Mère déficiente et mère monstrueuse

The Ring et Ringu comparent tous les deux leur victime/ héroïne à la mère de la petite fille monstrueuse, une femme dont le comportement criminel est responsable de la métamorphose de son enfant en monstre. Dans Ringu, l’enquête de Reiko la met sur les traces de Sadako et de sa mère : la fille-monstre serait née de la relation adultère entre une sorcière, Shizuko (Masako), et un professeur d’université ; elle a été abandonnée par sa mère qui s’est suicidée, et tuée par son père, effrayé par ses pouvoirs monstrueux — Sadako peut tuer par la simple force de sa volonté. Le film semble nous dire que les mères qui transgressent par leur comportement l’ordre social et qui abandonnent leurs enfants sont des monstres qui produisent des monstres. Dans The Ring, par contre, Samara a grandi au sein d’une famille unie et traditionnelle. Anna Morgan (Shannon Cochran), sa mère, était une femme au foyer et vivait avec son mari dans un ranch sur une île. Selon les termes employés par Rachel, Anna aurait mené une vie « confortable », « coupée du monde » et « surprotégée [8] » dont le caractère traditionnel est mis en valeur par son costume : Anna est toujours montrée vêtue d’une robe noire qui semble venue d’un autre siècle. Son unique désir était d’avoir un enfant et de réaliser ce que la société patriarcale considère comme son destin de femme. Échouant à être enceinte, elle finit par adopter une petite fille qui, s’avère-t-il plus tard, souffre de troubles psychologiques graves. En devenant mère, Anna sombre dans la dépression et, selon son médecin, la docteure Grasnik (Jane Alexander), elle se met à avoir des visions horribles dès qu’elle se trouve à proximité de sa fille. De plus, la docteure Grasnik considère Anna comme une mauvaise mère, qui aurait pu sauver sa fille des troubles dont elle souffrait si elle l’avait aimée. Anna est dépeinte comme la victime d’une conception patriarcale de la féminité qui lui dit que son désir le plus cher est d’avoir un enfant qu’elle doit aimer inconditionnellement. Quand elle comprend qu’elle est incapable de se plier à cet idéal de maternité, Anna se transforme en monstre, tue sa fille et se suicide. La mère monstrueuse dans The Ring n’est pas la femme transgressive, mais la femme au foyer.

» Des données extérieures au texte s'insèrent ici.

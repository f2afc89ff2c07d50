//! Fixtures shared by the integration tests.
#![allow(dead_code)]

use std::{
    io::Cursor,
    path::{Path, PathBuf},
};

use image::{DynamicImage, ImageOutputFormat, Rgb, RgbImage};
use prost::Message;
use safetensors::{tensor::TensorView, Dtype};
use tract_onnx::pb;

/// Head that separates bright from dark images: class 1 for bright, class 0 for dark.
pub const BRIGHT_IS_ACNE_WEIGHT: [f32; 6] = [-1.0, -1.0, -1.0, 1.0, 1.0, 1.0];
pub const ZERO_BIAS: [f32; 2] = [0.0, 0.0];

/// Fresh directory per test, tests of one binary share a process.
pub fn fixture_dir(test_name: &str) -> PathBuf {
    let dir = std::env::temp_dir().join(format!(
        "triage-server-{}-{}",
        std::process::id(),
        test_name
    ));
    std::fs::create_dir_all(&dir).unwrap();
    dir
}

/// Linear classification head on globally pooled channels.
///
/// `logits = weight · mean(input, spatial) + bias`, with `weight` of shape `[classes, 3]`.
/// An unused `features.0.weight` initializer stands in for the body of the network.
pub fn pooled_linear_model(weight: &[f32], bias: &[f32]) -> pb::ModelProto {
    let classes = bias.len() as i64;
    assert_eq!(weight.len() as i64, classes * 3);

    pb::ModelProto {
        ir_version: 7,
        opset_import: vec![pb::OperatorSetIdProto {
            domain: String::new(),
            version: 13,
        }],
        graph: Some(pb::GraphProto {
            name: "pooled_linear".into(),
            node: vec![
                node("GlobalAveragePool", &["input"], &["pooled"], vec![]),
                node("Flatten", &["pooled"], &["flat"], vec![int_attr("axis", 1)]),
                node(
                    "Gemm",
                    &["flat", "classifier.1.weight", "classifier.1.bias"],
                    &["logits"],
                    vec![int_attr("transB", 1)],
                ),
            ],
            initializer: vec![
                float_tensor("features.0.weight", &[3], &[1.0, 1.0, 1.0]),
                float_tensor("classifier.1.weight", &[classes, 3], weight),
                float_tensor("classifier.1.bias", &[classes], bias),
            ],
            input: vec![value_info("input", &[1, 3, 224, 224])],
            output: vec![value_info("logits", &[1, classes])],
            ..Default::default()
        }),
        ..Default::default()
    }
}

pub fn write_model(dir: &Path, file_name: &str, model: &pb::ModelProto) -> PathBuf {
    let path = dir.join(file_name);
    std::fs::write(&path, model.encode_to_vec()).unwrap();
    path
}

/// Write the 2-class bright/dark classifier as a full ONNX model.
pub fn write_bright_model(dir: &Path) -> PathBuf {
    write_model(
        dir,
        "model.onnx",
        &pooled_linear_model(&BRIGHT_IS_ACNE_WEIGHT, &ZERO_BIAS),
    )
}

/// One entry of a safetensors state dict.
pub struct Param {
    name: String,
    dtype: Dtype,
    shape: Vec<usize>,
    data: Vec<u8>,
}

pub fn f32_param(name: &str, shape: &[usize], values: &[f32]) -> Param {
    Param {
        name: name.into(),
        dtype: Dtype::F32,
        shape: shape.to_vec(),
        data: values.iter().flat_map(|v| v.to_le_bytes()).collect(),
    }
}

pub fn i64_param(name: &str, shape: &[usize], values: &[i64]) -> Param {
    Param {
        name: name.into(),
        dtype: Dtype::I64,
        shape: shape.to_vec(),
        data: values.iter().flat_map(|v| v.to_le_bytes()).collect(),
    }
}

pub fn write_state_dict(dir: &Path, file_name: &str, params: &[Param]) -> PathBuf {
    let views: Vec<(String, TensorView)> = params
        .iter()
        .map(|param| {
            let view = TensorView::new(param.dtype, param.shape.clone(), &param.data).unwrap();
            (param.name.clone(), view)
        })
        .collect();

    let path = dir.join(file_name);
    std::fs::write(&path, safetensors::serialize(views, &None).unwrap()).unwrap();
    path
}

pub fn png_bytes(color: [u8; 3], width: u32, height: u32) -> Vec<u8> {
    let image = RgbImage::from_pixel(width, height, Rgb(color));
    encode_png(image)
}

/// Horizontal gradient, so predictions depend on the resize.
pub fn gradient_png(width: u32, height: u32) -> Vec<u8> {
    let image = RgbImage::from_fn(width, height, |x, _| {
        let v = (x * 255 / width.max(1)) as u8;
        Rgb([v, 255 - v, v / 2])
    });
    encode_png(image)
}

fn encode_png(image: RgbImage) -> Vec<u8> {
    let mut buf = Cursor::new(Vec::new());
    DynamicImage::ImageRgb8(image)
        .write_to(&mut buf, ImageOutputFormat::Png)
        .unwrap();
    buf.into_inner()
}

fn node(
    op_type: &str,
    inputs: &[&str],
    outputs: &[&str],
    attribute: Vec<pb::AttributeProto>,
) -> pb::NodeProto {
    pb::NodeProto {
        name: format!("{op_type}_0"),
        op_type: op_type.into(),
        input: inputs.iter().map(|s| s.to_string()).collect(),
        output: outputs.iter().map(|s| s.to_string()).collect(),
        attribute,
        ..Default::default()
    }
}

fn int_attr(name: &str, value: i64) -> pb::AttributeProto {
    pb::AttributeProto {
        name: name.into(),
        r#type: pb::attribute_proto::AttributeType::Int as i32,
        i: value,
        ..Default::default()
    }
}

fn float_tensor(name: &str, dims: &[i64], values: &[f32]) -> pb::TensorProto {
    pb::TensorProto {
        name: name.into(),
        dims: dims.to_vec(),
        data_type: pb::tensor_proto::DataType::Float as i32,
        float_data: values.to_vec(),
        ..Default::default()
    }
}

fn value_info(name: &str, shape: &[i64]) -> pb::ValueInfoProto {
    let dim = shape
        .iter()
        .map(|d| pb::tensor_shape_proto::Dimension {
            value: Some(pb::tensor_shape_proto::dimension::Value::DimValue(*d)),
            ..Default::default()
        })
        .collect();

    pb::ValueInfoProto {
        name: name.into(),
        r#type: Some(pb::TypeProto {
            value: Some(pb::type_proto::Value::TensorType(pb::type_proto::Tensor {
                elem_type: pb::tensor_proto::DataType::Float as i32,
                shape: Some(pb::TensorShapeProto {
                    dim,
                    ..Default::default()
                }),
                ..Default::default()
            })),
            ..Default::default()
        }),
        ..Default::default()
    }
}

Bien que The Ring tienne un discours dépréciatif sur la femme active, il ne valorise pas pour autant la féminité et la famille traditionnelles. Au contraire, il considère la femme au foyer comme une mère plus mauvaise que la femme active, qui est simplement une mère déficiente. Il la regarde comme une victime qui risque de perdre la tête et de devenir un monstre si elle ne parvient pas à se plier à un idéal de maternité qui lui impose un amour inconditionnel pour ses enfants. Les transformations apportées par les créateurs de The Ring au scénario original de Ringu et l’attribution du rôle de la mère monstrueuse à une femme au foyer sont emblématiques du traitement que la quasi-totalité des woman’s horror films hollywoodiens des années 2000 réservent à ce personnage type.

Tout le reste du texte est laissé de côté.